(SOURCE MATERIAL)
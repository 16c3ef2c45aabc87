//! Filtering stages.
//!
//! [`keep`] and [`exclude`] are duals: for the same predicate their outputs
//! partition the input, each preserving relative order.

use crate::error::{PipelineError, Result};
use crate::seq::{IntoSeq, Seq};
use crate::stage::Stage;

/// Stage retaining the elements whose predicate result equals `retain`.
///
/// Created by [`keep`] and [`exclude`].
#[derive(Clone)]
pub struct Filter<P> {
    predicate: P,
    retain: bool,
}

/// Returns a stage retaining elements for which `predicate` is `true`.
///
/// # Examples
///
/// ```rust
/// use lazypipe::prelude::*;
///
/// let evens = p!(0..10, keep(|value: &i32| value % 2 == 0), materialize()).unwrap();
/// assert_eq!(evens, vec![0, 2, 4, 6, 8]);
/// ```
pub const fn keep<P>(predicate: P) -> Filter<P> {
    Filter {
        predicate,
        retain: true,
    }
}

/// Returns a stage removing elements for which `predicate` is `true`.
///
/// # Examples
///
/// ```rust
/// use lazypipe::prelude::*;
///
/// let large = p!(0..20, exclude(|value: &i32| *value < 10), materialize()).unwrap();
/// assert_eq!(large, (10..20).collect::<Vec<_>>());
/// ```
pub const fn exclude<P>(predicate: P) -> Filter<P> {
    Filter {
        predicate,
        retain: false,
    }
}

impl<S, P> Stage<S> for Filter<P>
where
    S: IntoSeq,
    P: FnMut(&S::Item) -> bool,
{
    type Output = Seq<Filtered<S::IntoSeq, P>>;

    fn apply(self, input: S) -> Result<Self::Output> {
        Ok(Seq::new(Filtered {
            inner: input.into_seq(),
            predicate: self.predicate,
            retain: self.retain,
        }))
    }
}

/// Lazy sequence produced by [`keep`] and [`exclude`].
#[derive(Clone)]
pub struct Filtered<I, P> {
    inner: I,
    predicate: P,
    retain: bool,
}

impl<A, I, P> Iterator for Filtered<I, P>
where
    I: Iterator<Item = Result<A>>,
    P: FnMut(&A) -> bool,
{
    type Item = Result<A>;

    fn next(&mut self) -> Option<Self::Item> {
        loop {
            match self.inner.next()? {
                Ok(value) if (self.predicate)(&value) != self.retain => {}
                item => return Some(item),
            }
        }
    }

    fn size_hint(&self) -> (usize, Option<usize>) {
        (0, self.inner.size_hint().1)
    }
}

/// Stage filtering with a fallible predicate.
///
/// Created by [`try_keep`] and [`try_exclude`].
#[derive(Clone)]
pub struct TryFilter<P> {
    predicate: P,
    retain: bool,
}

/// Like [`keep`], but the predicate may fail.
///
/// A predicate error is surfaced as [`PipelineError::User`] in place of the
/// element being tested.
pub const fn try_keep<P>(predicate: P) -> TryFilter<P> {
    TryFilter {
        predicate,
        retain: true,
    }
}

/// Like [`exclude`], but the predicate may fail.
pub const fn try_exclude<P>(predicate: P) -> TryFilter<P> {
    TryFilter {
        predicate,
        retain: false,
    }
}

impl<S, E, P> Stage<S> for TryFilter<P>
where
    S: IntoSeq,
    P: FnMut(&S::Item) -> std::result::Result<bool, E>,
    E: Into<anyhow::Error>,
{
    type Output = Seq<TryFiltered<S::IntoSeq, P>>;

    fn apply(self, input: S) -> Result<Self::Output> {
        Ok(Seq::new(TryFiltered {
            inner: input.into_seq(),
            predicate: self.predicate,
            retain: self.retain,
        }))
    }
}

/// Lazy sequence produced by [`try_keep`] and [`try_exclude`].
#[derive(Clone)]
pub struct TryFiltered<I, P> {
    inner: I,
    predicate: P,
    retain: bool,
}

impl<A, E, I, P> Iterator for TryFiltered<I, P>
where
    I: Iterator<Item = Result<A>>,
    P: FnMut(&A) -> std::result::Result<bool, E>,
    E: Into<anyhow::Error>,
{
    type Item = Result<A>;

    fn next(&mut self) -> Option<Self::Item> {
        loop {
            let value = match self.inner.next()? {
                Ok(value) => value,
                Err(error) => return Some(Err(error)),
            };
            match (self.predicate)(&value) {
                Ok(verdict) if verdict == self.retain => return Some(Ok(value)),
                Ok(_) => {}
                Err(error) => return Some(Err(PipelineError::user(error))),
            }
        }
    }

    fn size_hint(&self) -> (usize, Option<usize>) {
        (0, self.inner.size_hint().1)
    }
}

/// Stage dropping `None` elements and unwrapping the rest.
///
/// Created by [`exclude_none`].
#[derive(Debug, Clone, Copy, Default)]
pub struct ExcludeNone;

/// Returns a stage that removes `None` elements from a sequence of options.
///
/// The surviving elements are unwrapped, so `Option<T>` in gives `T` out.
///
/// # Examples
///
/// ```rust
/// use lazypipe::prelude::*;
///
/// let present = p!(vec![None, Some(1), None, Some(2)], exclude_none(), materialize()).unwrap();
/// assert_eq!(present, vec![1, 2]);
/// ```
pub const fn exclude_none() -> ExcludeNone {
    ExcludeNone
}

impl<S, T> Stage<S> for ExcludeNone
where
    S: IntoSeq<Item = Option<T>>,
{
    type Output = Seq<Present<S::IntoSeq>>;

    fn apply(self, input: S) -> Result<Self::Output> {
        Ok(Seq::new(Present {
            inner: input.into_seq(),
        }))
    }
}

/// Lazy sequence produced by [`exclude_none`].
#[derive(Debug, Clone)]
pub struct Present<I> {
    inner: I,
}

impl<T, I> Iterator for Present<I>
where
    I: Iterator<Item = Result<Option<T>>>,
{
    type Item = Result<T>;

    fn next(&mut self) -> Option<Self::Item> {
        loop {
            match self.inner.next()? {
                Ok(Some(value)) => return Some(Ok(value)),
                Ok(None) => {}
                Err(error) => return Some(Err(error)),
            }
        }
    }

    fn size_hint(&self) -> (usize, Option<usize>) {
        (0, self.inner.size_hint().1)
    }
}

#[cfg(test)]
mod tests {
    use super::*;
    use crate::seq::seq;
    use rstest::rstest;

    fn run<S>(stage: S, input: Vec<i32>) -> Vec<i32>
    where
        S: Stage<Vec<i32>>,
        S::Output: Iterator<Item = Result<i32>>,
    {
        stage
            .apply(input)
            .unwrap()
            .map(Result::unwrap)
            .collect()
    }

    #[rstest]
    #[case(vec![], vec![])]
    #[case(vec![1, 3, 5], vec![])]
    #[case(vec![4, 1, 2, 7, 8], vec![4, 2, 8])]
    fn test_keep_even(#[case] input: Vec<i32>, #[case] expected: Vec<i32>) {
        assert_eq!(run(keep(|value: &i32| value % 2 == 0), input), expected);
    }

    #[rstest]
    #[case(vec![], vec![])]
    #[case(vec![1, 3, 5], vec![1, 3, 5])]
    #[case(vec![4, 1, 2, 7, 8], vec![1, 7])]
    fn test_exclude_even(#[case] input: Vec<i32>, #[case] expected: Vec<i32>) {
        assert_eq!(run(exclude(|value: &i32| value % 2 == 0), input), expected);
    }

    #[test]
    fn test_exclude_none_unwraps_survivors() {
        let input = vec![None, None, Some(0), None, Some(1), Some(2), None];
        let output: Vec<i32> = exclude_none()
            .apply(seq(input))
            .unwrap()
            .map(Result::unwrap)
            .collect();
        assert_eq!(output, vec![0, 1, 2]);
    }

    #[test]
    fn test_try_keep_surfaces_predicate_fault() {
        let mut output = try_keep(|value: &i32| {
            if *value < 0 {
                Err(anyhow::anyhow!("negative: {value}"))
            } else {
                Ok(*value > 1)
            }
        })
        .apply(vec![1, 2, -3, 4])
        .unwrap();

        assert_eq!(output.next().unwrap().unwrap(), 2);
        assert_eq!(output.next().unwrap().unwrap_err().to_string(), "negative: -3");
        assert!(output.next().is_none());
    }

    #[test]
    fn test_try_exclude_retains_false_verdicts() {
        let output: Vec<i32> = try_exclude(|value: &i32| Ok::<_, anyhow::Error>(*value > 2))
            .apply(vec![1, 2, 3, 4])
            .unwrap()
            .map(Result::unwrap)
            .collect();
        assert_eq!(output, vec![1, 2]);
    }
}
---
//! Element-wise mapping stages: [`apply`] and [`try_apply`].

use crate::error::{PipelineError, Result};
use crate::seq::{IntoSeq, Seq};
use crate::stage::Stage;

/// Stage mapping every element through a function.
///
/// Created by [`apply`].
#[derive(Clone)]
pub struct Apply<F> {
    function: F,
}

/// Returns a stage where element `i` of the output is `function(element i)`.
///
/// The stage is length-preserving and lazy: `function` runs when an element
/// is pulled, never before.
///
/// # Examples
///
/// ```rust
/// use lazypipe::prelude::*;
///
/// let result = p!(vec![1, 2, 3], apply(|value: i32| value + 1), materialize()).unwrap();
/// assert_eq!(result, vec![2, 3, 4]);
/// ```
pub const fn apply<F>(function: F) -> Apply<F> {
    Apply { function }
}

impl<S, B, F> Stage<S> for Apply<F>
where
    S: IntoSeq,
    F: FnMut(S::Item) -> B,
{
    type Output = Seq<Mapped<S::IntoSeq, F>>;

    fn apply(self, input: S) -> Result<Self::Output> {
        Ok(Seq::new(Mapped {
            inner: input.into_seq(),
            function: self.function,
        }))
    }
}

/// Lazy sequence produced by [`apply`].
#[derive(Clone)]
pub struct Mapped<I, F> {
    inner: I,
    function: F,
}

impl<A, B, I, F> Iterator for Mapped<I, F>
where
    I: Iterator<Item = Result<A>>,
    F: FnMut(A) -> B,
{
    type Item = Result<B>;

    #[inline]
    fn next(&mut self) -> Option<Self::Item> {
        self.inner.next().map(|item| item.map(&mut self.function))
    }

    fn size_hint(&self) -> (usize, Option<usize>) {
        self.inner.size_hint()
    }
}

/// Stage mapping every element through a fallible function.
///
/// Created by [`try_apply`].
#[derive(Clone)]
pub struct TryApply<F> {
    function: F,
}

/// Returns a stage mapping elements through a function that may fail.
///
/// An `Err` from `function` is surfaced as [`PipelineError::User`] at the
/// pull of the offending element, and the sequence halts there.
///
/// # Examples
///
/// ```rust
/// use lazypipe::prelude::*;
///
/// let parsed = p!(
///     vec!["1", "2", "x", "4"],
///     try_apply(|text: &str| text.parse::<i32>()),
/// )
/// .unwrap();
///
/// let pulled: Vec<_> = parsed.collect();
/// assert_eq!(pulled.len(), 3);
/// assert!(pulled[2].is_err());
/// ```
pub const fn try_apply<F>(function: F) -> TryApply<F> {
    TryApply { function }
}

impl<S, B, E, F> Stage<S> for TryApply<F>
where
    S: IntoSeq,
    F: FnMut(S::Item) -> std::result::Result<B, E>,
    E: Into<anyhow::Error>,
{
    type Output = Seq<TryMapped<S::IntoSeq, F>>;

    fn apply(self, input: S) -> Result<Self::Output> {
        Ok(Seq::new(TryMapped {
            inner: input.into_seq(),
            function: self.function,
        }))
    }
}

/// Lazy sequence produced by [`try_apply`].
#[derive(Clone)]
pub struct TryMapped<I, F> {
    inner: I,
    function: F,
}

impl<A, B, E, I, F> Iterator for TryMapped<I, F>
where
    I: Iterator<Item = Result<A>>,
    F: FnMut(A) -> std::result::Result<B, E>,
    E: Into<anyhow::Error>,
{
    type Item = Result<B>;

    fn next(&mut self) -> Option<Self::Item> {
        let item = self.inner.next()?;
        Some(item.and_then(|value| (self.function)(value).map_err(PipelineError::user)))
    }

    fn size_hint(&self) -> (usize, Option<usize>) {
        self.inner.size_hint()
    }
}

(WORK INSTRUCTIONS) Which of the lines above mention the word "PipelineError"? Pull those lines out.

(TASK OUTPUT)
use crate::error::{PipelineError, Result};
/// A predicate error is surfaced as [`PipelineError::User`] in place of the
                Err(error) => return Some(Err(PipelineError::user(error))),
use crate::error::{PipelineError, Result};
/// An `Err` from `function` is surfaced as [`PipelineError::User`] at the
        Some(item.and_then(|value| (self.function)(value).map_err(PipelineError::user)))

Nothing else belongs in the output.